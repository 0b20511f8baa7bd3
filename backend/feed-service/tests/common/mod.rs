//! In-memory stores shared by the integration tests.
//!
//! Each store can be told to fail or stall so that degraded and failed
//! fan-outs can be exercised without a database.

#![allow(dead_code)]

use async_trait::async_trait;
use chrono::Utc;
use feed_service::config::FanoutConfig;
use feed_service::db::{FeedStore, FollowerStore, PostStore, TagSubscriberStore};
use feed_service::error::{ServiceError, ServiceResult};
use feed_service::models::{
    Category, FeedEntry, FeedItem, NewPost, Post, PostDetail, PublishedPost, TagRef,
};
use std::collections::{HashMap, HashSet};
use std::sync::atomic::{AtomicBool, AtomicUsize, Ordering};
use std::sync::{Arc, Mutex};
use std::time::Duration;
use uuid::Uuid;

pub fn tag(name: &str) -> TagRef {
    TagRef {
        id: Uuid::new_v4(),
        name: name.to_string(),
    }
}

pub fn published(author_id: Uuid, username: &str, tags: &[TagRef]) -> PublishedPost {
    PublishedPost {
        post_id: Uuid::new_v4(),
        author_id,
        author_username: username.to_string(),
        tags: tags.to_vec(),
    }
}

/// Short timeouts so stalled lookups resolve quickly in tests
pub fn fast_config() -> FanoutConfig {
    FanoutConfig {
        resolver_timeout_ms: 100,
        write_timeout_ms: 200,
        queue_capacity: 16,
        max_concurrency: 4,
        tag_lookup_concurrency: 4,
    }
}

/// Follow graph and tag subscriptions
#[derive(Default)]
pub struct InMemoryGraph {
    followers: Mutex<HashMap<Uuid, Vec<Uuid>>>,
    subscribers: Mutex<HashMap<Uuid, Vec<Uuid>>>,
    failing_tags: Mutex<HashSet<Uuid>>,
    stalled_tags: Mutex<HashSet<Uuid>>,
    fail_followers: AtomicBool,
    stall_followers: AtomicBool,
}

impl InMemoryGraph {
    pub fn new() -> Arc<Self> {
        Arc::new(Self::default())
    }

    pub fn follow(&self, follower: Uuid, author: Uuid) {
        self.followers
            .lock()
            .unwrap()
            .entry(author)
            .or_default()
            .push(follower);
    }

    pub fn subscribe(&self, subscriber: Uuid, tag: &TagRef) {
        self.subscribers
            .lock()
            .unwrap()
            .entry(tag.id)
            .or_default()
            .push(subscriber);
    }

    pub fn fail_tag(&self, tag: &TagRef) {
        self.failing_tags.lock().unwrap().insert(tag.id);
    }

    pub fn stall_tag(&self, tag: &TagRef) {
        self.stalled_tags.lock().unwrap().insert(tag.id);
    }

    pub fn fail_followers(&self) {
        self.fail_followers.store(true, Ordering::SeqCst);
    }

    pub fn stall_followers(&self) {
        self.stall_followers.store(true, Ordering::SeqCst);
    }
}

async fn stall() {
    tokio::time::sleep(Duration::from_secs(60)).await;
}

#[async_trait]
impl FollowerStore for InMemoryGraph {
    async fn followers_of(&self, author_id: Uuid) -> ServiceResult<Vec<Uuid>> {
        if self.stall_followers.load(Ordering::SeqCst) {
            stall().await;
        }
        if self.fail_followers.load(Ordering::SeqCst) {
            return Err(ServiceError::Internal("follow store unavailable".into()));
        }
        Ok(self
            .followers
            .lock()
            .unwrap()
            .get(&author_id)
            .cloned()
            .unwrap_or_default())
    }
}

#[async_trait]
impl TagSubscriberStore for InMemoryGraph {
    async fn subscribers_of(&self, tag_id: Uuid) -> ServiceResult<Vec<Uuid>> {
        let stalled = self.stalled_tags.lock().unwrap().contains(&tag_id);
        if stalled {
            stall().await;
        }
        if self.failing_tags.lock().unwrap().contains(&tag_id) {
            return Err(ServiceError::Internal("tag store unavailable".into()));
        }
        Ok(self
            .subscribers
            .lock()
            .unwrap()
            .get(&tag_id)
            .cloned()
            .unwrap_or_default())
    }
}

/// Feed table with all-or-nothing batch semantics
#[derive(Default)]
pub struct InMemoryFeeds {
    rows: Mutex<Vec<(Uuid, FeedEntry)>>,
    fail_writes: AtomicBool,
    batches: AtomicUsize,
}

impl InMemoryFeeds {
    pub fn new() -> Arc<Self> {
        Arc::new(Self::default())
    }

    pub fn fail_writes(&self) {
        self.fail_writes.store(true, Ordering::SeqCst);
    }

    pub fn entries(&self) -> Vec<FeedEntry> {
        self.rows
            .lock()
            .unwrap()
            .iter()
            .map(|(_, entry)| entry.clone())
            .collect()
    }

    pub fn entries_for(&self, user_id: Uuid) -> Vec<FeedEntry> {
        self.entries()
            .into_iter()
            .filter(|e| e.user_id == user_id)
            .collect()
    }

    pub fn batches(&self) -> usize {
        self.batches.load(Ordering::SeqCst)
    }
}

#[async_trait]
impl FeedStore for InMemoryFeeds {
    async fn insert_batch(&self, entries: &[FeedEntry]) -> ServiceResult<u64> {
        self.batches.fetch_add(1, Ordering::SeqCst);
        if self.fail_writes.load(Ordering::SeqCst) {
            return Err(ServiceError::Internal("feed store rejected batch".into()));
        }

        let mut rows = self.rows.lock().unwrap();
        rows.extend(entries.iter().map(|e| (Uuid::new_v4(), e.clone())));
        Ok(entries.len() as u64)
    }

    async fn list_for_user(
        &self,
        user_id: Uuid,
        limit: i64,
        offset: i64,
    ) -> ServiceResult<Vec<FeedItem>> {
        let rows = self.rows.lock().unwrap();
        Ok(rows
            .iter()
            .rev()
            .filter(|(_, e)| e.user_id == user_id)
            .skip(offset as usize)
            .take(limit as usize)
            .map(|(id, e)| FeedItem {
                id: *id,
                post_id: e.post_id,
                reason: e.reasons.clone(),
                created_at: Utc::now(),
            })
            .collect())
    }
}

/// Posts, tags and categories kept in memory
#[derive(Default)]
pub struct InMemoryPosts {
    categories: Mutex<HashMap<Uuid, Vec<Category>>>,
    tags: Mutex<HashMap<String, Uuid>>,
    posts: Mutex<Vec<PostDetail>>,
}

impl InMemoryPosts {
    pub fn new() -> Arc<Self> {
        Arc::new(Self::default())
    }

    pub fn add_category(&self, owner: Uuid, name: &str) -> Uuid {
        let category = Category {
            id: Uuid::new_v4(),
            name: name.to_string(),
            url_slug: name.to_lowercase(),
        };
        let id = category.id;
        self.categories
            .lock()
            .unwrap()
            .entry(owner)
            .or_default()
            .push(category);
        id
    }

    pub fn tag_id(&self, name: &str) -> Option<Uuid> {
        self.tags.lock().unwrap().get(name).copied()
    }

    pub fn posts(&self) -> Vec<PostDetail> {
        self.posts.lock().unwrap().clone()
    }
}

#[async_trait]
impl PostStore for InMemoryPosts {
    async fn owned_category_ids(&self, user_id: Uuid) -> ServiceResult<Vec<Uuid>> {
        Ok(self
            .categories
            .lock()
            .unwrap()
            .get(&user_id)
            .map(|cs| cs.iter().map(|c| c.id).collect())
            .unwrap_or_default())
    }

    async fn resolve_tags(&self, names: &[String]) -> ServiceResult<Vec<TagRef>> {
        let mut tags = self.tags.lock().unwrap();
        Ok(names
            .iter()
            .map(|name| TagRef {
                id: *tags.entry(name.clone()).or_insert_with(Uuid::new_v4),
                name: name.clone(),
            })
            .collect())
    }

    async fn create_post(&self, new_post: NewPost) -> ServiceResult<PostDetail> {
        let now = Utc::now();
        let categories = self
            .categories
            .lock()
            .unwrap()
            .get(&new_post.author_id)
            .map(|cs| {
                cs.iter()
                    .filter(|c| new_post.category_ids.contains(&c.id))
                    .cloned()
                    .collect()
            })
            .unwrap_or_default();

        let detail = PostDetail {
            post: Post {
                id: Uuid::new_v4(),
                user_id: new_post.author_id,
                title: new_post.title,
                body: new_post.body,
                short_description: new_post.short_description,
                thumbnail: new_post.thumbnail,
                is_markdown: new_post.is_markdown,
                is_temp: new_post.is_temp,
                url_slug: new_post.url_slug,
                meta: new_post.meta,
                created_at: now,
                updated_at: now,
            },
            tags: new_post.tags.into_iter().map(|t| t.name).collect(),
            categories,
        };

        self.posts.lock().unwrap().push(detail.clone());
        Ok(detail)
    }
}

· · · · ·

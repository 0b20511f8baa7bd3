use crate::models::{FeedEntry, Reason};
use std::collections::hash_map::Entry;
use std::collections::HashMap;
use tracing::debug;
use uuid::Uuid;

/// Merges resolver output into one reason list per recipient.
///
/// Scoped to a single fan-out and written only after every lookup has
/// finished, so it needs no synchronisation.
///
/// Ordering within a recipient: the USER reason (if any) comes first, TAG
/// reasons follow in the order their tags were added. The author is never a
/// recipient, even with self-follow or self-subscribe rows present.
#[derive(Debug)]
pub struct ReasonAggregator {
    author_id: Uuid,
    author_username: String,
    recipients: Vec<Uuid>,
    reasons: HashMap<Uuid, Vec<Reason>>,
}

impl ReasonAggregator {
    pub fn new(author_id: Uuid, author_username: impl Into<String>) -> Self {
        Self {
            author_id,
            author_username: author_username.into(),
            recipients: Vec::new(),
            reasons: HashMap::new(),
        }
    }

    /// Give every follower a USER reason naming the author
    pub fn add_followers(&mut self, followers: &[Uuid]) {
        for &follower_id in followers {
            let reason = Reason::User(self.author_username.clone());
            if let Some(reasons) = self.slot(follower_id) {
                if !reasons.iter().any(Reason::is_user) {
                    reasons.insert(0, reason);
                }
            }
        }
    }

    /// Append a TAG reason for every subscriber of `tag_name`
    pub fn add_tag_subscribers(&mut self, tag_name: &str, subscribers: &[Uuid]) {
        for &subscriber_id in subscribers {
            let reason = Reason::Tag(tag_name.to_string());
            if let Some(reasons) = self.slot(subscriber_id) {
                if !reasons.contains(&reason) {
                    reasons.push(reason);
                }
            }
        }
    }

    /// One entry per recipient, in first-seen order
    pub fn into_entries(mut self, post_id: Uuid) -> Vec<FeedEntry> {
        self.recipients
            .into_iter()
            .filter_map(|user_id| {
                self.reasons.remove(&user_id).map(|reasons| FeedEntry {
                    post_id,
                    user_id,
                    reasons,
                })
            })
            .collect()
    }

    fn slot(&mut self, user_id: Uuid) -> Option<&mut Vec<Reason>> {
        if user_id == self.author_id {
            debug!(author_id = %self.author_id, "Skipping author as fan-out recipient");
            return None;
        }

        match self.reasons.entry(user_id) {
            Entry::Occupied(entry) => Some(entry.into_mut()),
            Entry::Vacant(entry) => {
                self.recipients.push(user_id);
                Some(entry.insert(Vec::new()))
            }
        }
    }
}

· · · · ·

**Goal of the exercise:** From the material above, copy every line where the word "SeqCst" is found.

**Result for this task:**
        self.fail_followers.store(true, Ordering::SeqCst);
        self.stall_followers.store(true, Ordering::SeqCst);
        if self.stall_followers.load(Ordering::SeqCst) {
        if self.fail_followers.load(Ordering::SeqCst) {
        self.fail_writes.store(true, Ordering::SeqCst);
        self.batches.load(Ordering::SeqCst)
        self.batches.fetch_add(1, Ordering::SeqCst);
        if self.fail_writes.load(Ordering::SeqCst) {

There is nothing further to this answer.